North Carolina contributed $3 million to produce Three Billboards Outside Ebbing, Missouri. Martin McDonagh, right, directed the surprise hit whose cast included Oscar winner Frances McDormand, left, and Peter Dinklage.
By Mark Washburn
Emissaries from North Carolina returned to Hollywood late last year, fishing for movie projects with alluring bait: free money. Our on-again, off-again courtship of producers made a comeback after lawmakers restored incentives for which only the film business is eligible.
Movies are magic, it is said, and only one other explanation seems to fit the peculiar lust we show for this singular industry — that we have tumbled off the turnip truck onto our heads.
Big-money subsidies for film ended after 2014, when the state tossed $81 million at various productions. When North Carolina capped film incentives at $10 million a year, producers fled to other Southern film colonies such as Georgia and Louisiana. There, pixie-dust glitter still works wonders and reaps big payouts.
Proponents say breaks to studios have economic resonance. Look at The Hunger Games, filmed in western North Carolina in 2012, they say. Sure, the state pitched in $13.7 million, but the production team spent $55 million here. Or Iron Man 3, filmed mostly in Wilmington in 2012: It received $20 million in state support but spent $81 million.
When you add in the mystic multiplier effect — a perplexing economic superstition that every dollar paid in wages gets spent locally three or more times on goods, services or corn dogs at Circle K — you’re talking about real impact, supporters say.

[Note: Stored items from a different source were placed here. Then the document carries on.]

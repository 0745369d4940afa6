//! Finite-volume control areas on the median dual.
//!
//! The median-dual cell of a node is the polygon through the midpoints of
//! its incident edges and the centers of its incident elements (closed
//! through the node itself on the boundary). Walking the node's
//! counter-clockwise fan once and accumulating a single signed shoelace sum
//! keeps adjacent wedge contributions from cancelling.
//!
//! Conservation identity: the node control areas of a triangulation sum to
//! exactly the total element area. Tests treat this as a hard property.

use crate::error::GridError;
use crate::geometry::primitives::{ccw_winding, check_len, element_areas, element_centers};
use crate::topology::adjacency::NodeElementFans;
use crate::topology::connectivity::Connectivity;
use serde::{Deserialize, Serialize};

#[cfg(feature = "rayon")]
use rayon::prelude::*;

/// Batch output of [`control_volumes`].
///
/// Both arrays are node-aligned: `node_areas[n]` is the median-dual area of
/// node n, `element_areas[n]` the summed raw areas of the elements incident
/// to node n.
#[derive(Debug, Clone, Serialize, Deserialize)]
pub struct ControlVolumes {
    pub node_areas: Vec<f64>,
    pub element_areas: Vec<f64>,
}

/// Sum of the raw areas of every element incident to `node`.
pub fn element_control_area(node: usize, triangles: &[[usize; 3]], areas: &[f64]) -> f64 {
    triangles
        .iter()
        .zip(areas)
        .filter(|(t, _)| t.contains(&node))
        .map(|(_, &a)| a)
        .sum()
}

/// Median-dual control area of one node.
///
/// `xc`/`yc` are element-center coordinates (usually centroids from
/// [`element_centers`]); they are consumed, never recomputed, so callers
/// may supply externally derived centers.
pub fn node_control_area(
    node: usize,
    x: &[f64],
    y: &[f64],
    xc: &[f64],
    yc: &[f64],
    triangles: &[[usize; 3]],
) -> Result<f64, GridError> {
    check_len("node y coordinates", x.len(), y.len())?;
    check_len("element center y coordinates", xc.len(), yc.len())?;
    check_len("element centers", triangles.len(), xc.len())?;
    let connectivity = Connectivity::build(x.len(), triangles)?;
    let fans = NodeElementFans::counter_clockwise(x, y, triangles, &connectivity)?;
    Ok(median_dual_area(
        node,
        fans.fan(node),
        x,
        y,
        xc,
        yc,
        triangles,
        connectivity.node_on_boundary[node],
    ))
}

/// Node control areas and per-node summed element areas for a whole
/// triangulation.
pub fn control_volumes(
    x: &[f64],
    y: &[f64],
    triangles: &[[usize; 3]],
) -> Result<ControlVolumes, GridError> {
    check_len("node y coordinates", x.len(), y.len())?;
    let connectivity = Connectivity::build(x.len(), triangles)?;
    let fans = NodeElementFans::counter_clockwise(x, y, triangles, &connectivity)?;
    let (xc, yc) = element_centers(x, y, triangles)?;
    let raw_areas = element_areas(x, y, triangles)?;

    let per_node = |node: usize| -> (f64, f64) {
        let fan = fans.fan(node);
        let dual = median_dual_area(
            node,
            fan,
            x,
            y,
            &xc,
            &yc,
            triangles,
            connectivity.node_on_boundary[node],
        );
        let summed: f64 = fan.iter().map(|&e| raw_areas[e]).sum();
        (dual, summed)
    };

    #[cfg(feature = "rayon")]
    let pairs: Vec<(f64, f64)> = (0..x.len()).into_par_iter().map(per_node).collect();
    #[cfg(not(feature = "rayon"))]
    let pairs: Vec<(f64, f64)> = (0..x.len()).map(per_node).collect();

    let (node_areas, element_areas) = pairs.into_iter().unzip();
    Ok(ControlVolumes {
        node_areas,
        element_areas,
    })
}

/// Shoelace area of the median-dual polygon around one node, given its CCW
/// fan.
#[allow(clippy::too_many_arguments)]
fn median_dual_area(
    node: usize,
    fan: &[usize],
    x: &[f64],
    y: &[f64],
    xc: &[f64],
    yc: &[f64],
    triangles: &[[usize; 3]],
    on_boundary: bool,
) -> f64 {
    if fan.is_empty() {
        return 0.0;
    }

    // Polygon vertices: entering-edge midpoint and element center per fan
    // member, then the leaving-edge midpoint; a boundary fan closes through
    // the node itself.
    let mut polygon: Vec<[f64; 2]> = Vec::with_capacity(2 * fan.len() + 2);
    let wedge = |element: usize| -> (usize, usize) {
        let t = ccw_winding(triangles[element], x, y);
        let i = t.iter().position(|&v| v == node).unwrap_or(0);
        (t[(i + 1) % 3], t[(i + 2) % 3])
    };
    let midpoint = |other: usize| -> [f64; 2] {
        [(x[node] + x[other]) * 0.5, (y[node] + y[other]) * 0.5]
    };

    let (first_enter, _) = wedge(fan[0]);
    polygon.push(midpoint(first_enter));
    for &element in fan {
        polygon.push([xc[element], yc[element]]);
        let (_, leave) = wedge(element);
        polygon.push(midpoint(leave));
    }
    if on_boundary {
        polygon.push([x[node], y[node]]);
    }

    let mut twice_area = 0.0;
    for i in 0..polygon.len() {
        let j = (i + 1) % polygon.len();
        twice_area += polygon[i][0] * polygon[j][1] - polygon[j][0] * polygon[i][1];
    }
    (twice_area * 0.5).abs()
}
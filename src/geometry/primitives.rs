//! Triangle-area and side-length primitives.
//!
//! # Coordinate layout
//! Node coordinates are supplied as two parallel `&[f64]` slices (x and y);
//! node identity is the index position. Triangle tables are `&[[usize; 3]]`
//! rows of node indices; winding order is not assumed, and routines that are
//! orientation-sensitive canonicalize internally via the signed area.
//!
//! Degenerate (collinear) triangles yield area 0 here without signaling
//! failure; see [`crate::geometry::quality`] for the configurable policy.

use crate::error::GridError;
use itertools::izip;

/// Unsigned area of a single triangle via the 2-D cross product.
#[inline]
pub fn triangle_area(a: [f64; 2], b: [f64; 2], c: [f64; 2]) -> f64 {
    signed_area(a, b, c).abs()
}

/// Signed area: positive for counter-clockwise winding.
#[inline]
pub(crate) fn signed_area(a: [f64; 2], b: [f64; 2], c: [f64; 2]) -> f64 {
    0.5 * ((b[0] - a[0]) * (c[1] - a[1]) - (b[1] - a[1]) * (c[0] - a[0]))
}

/// Unsigned triangle areas, vectorized across elements.
///
/// Each argument holds one vertex row per element, so `a[k]`, `b[k]`, `c[k]`
/// are the three corners of element `k`.
pub fn triangle_areas(
    a: &[[f64; 2]],
    b: &[[f64; 2]],
    c: &[[f64; 2]],
) -> Result<Vec<f64>, GridError> {
    check_len("triangle vertex rows (b)", a.len(), b.len())?;
    check_len("triangle vertex rows (c)", a.len(), c.len())?;
    Ok(izip!(a, b, c)
        .map(|(&va, &vb, &vc)| triangle_area(va, vb, vc))
        .collect())
}

/// Unsigned area of every element of a triangulation.
pub fn element_areas(
    x: &[f64],
    y: &[f64],
    triangles: &[[usize; 3]],
) -> Result<Vec<f64>, GridError> {
    check_len("node y coordinates", x.len(), y.len())?;
    Ok(triangles
        .iter()
        .map(|t| {
            triangle_area(
                [x[t[0]], y[t[0]]],
                [x[t[1]], y[t[1]]],
                [x[t[2]], y[t[2]]],
            )
        })
        .collect())
}

/// Euclidean side lengths per element, in winding order
/// (v0–v1, v1–v2, v2–v0).
pub fn element_side_lengths(
    triangles: &[[usize; 3]],
    x: &[f64],
    y: &[f64],
) -> Result<Vec<[f64; 3]>, GridError> {
    check_len("node y coordinates", x.len(), y.len())?;
    Ok(triangles
        .iter()
        .map(|t| {
            [
                (x[t[0]] - x[t[1]]).hypot(y[t[0]] - y[t[1]]),
                (x[t[1]] - x[t[2]]).hypot(y[t[1]] - y[t[2]]),
                (x[t[2]] - x[t[0]]).hypot(y[t[2]] - y[t[0]]),
            ]
        })
        .collect())
}

/// Transfer a nodal field to element centers by vertex averaging.
pub fn nodes_to_elements(
    field: &[f64],
    triangles: &[[usize; 3]],
) -> Result<Vec<f64>, GridError> {
    for (k, t) in triangles.iter().enumerate() {
        for &v in t {
            if v >= field.len() {
                return Err(GridError::NodeIndexOutOfRange {
                    element: k,
                    node: v,
                    n_nodes: field.len(),
                });
            }
        }
    }
    Ok(triangles
        .iter()
        .map(|t| (field[t[0]] + field[t[1]] + field[t[2]]) / 3.0)
        .collect())
}

/// Element-center coordinates (centroids), one (xc, yc) pair per element.
pub fn element_centers(
    x: &[f64],
    y: &[f64],
    triangles: &[[usize; 3]],
) -> Result<(Vec<f64>, Vec<f64>), GridError> {
    check_len("node y coordinates", x.len(), y.len())?;
    let xc = nodes_to_elements(x, triangles)?;
    let yc = nodes_to_elements(y, triangles)?;
    Ok((xc, yc))
}

/// Rotate point sets clockwise about `origin` by `angle_deg` degrees.
pub fn rotate_points(
    x: &[f64],
    y: &[f64],
    origin: (f64, f64),
    angle_deg: f64,
) -> Result<(Vec<f64>, Vec<f64>), GridError> {
    check_len("node y coordinates", x.len(), y.len())?;
    let (sin, cos) = angle_deg.to_radians().sin_cos();
    let (xr, yr) = izip!(x, y)
        .map(|(&px, &py)| {
            let dx = px - origin.0;
            let dy = py - origin.1;
            (
                origin.0 + dx * cos + dy * sin,
                origin.1 - dx * sin + dy * cos,
            )
        })
        .unzip();
    Ok((xr, yr))
}

/// Element vertices reordered so the winding is counter-clockwise.
///
/// Zero-area elements are returned unchanged.
#[inline]
pub(crate) fn ccw_winding(t: [usize; 3], x: &[f64], y: &[f64]) -> [usize; 3] {
    let s = signed_area(
        [x[t[0]], y[t[0]]],
        [x[t[1]], y[t[1]]],
        [x[t[2]], y[t[2]]],
    );
    if s < 0.0 { [t[0], t[2], t[1]] } else { t }
}

pub(crate) fn check_len(
    what: &'static str,
    expected: usize,
    found: usize,
) -> Result<(), GridError> {
    if expected != found {
        return Err(GridError::LengthMismatch {
            what,
            expected,
            found,
        });
    }
    Ok(())
}

#[cfg(test)]
mod tests {
    use super::*;

    fn approx(a: f64, b: f64) -> bool {
        (a - b).abs() < 1e-10
    }

    #[test]
    fn unit_right_triangle_area() {
        assert!(approx(
            triangle_area([0.0, 0.0], [1.0, 0.0], [0.0, 1.0]),
            0.5
        ));
    }

    #[test]
    fn area_is_winding_independent() {
        let cw = triangle_area([0.0, 0.0], [0.0, 1.0], [1.0, 0.0]);
        let ccw = triangle_area([0.0, 0.0], [1.0, 0.0], [0.0, 1.0]);
        assert!(approx(cw, ccw));
    }

    #[test]
    fn collinear_triangle_has_zero_area() {
        assert!(approx(
            triangle_area([0.0, 0.0], [1.0, 1.0], [2.0, 2.0]),
            0.0
        ));
    }

    #[test]
    fn batch_area_shape_mismatch_errors() {
        let a = [[0.0, 0.0]];
        let err = triangle_areas(&a, &[], &a).unwrap_err();
        assert!(matches!(err, GridError::LengthMismatch { .. }));
    }

    #[test]
    fn side_lengths_follow_winding_order() {
        let x = [0.0, 3.0, 0.0];
        let y = [0.0, 0.0, 4.0];
        let lengths = element_side_lengths(&[[0, 1, 2]], &x, &y).unwrap();
        assert!(approx(lengths[0][0], 3.0));
        assert!(approx(lengths[0][1], 5.0));
        assert!(approx(lengths[0][2], 4.0));
    }

    #[test]
    fn nodes_to_elements_averages_vertices() {
        let field = [0.0, 3.0, 6.0];
        let means = nodes_to_elements(&field, &[[0, 1, 2]]).unwrap();
        assert!(approx(means[0], 3.0));
    }

    #[test]
    fn nodes_to_elements_rejects_bad_index() {
        let err = nodes_to_elements(&[0.0, 1.0], &[[0, 1, 2]]).unwrap_err();
        assert!(matches!(err, GridError::NodeIndexOutOfRange { node: 2, .. }));
    }

    #[test]
    fn ccw_winding_flips_clockwise_elements() {
        let x = [0.0, 1.0, 0.0];
        let y = [0.0, 0.0, 1.0];
        assert_eq!(ccw_winding([0, 2, 1], &x, &y), [0, 1, 2]);
        assert_eq!(ccw_winding([0, 1, 2], &x, &y), [0, 1, 2]);
    }

    #[test]
    fn rotation_is_clockwise_about_origin() {
        let (xr, yr) = rotate_points(&[0.0], &[0.0], (1.0, 1.0), 45.0).unwrap();
        assert!(approx(xr[0], 1.0 - 2.0_f64.sqrt()));
        assert!(approx(yr[0], 1.0));
    }
}
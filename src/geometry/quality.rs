//! Degenerate-element detection.
//!
//! Sliver and fully collapsed (zero-area) elements are common in real coastal
//! meshes, so the numeric kernels tolerate them: they contribute zero area
//! and are excluded from weighted aggregates. Callers that would rather fail
//! fast can run [`check_degenerate_elements`] with
//! [`DegenerateHandling::Error`] before handing a mesh downstream.

use crate::error::GridError;
use crate::geometry::primitives::{check_len, signed_area};

/// Behavior when a zero-area element is found.
#[derive(Debug, Clone, Copy, PartialEq, Eq)]
pub enum DegenerateHandling {
    /// Skip reporting entirely.
    Ignore,
    /// Log a warning per zero-area element.
    Warn,
    /// Return an error on the first zero-area element.
    Error,
}

/// Scan a triangulation for zero-area elements.
///
/// Returns the indices of all zero-area elements (empty under
/// [`DegenerateHandling::Error`], which fails on the first one found).
pub fn check_degenerate_elements(
    x: &[f64],
    y: &[f64],
    triangles: &[[usize; 3]],
    handling: DegenerateHandling,
) -> Result<Vec<usize>, GridError> {
    check_len("node y coordinates", x.len(), y.len())?;
    let mut degenerate = Vec::new();
    for (k, t) in triangles.iter().enumerate() {
        let s = signed_area(
            [x[t[0]], y[t[0]]],
            [x[t[1]], y[t[1]]],
            [x[t[2]], y[t[2]]],
        );
        if s == 0.0 {
            match handling {
                DegenerateHandling::Ignore => {}
                DegenerateHandling::Warn => {
                    log::warn!("element {k} has zero area (nodes {t:?})");
                }
                DegenerateHandling::Error => {
                    return Err(GridError::DegenerateElement { element: k });
                }
            }
            degenerate.push(k);
        }
    }
    Ok(degenerate)
}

Opponents look at the numbers through another lens. Why is the state paying producers $80,000 to film a commercial about medical colossus Novant Health? Or $331,000 — roughly a quarter of the production budget — for a Mountain Dew ad starring Dale Earnhardt Jr.?
More to the point, what kind of jobs are these? When the Showtime TV series Homeland came to Charlotte, it stayed for two years and provided regular employment to hundreds of workers for months at a time. Wilmington-based Dawson’s Creek stayed for six seasons and One Tree Hill for nine.
But most of the jobs are transitory and irregular. Set carpenters are needed for a while, as are caterers, drivers and production assistants. Jobs vanish when the project wraps. Stars like Claire Danes or Robert Downey Jr. depart as soon as the lines are read. (Though in fairness, Dale Jr. has stayed put.)
So, no — these are not mortgage-paying jobs. They are like summer restaurant gigs at the beach. Incentives are required nowadays to lure industry, but the film business isn’t a long play. Its glamour is its attraction, and one quickly finds it’s no deeper than a streetscape facade.
Incentives don’t guarantee success, even in attracting big payrolls for skilled jobs. North Carolina offered $1.5 billion in incentives for a Toyota-Mazda plant, virtually guaranteeing the automaker’s development costs over time. But it went to Alabama, which offered $380 million in incentives, because the industry there is mature and the supply chain is in place.
Likewise, it was North Carolina’s rural beauty — not a relatively small $3 million incentive covering about a fifth of production costs — that drew one low-budget, independent filmmaker to Sylva, 50 miles west of Asheville, in 2016.
In hindsight, the incentive was immaterial. Three Billboards Outside Ebbing, Missouri has already earned more than $125 million at the box office. But aside from memories of the spotlight, nothing from the production remains behind, not even the billboards.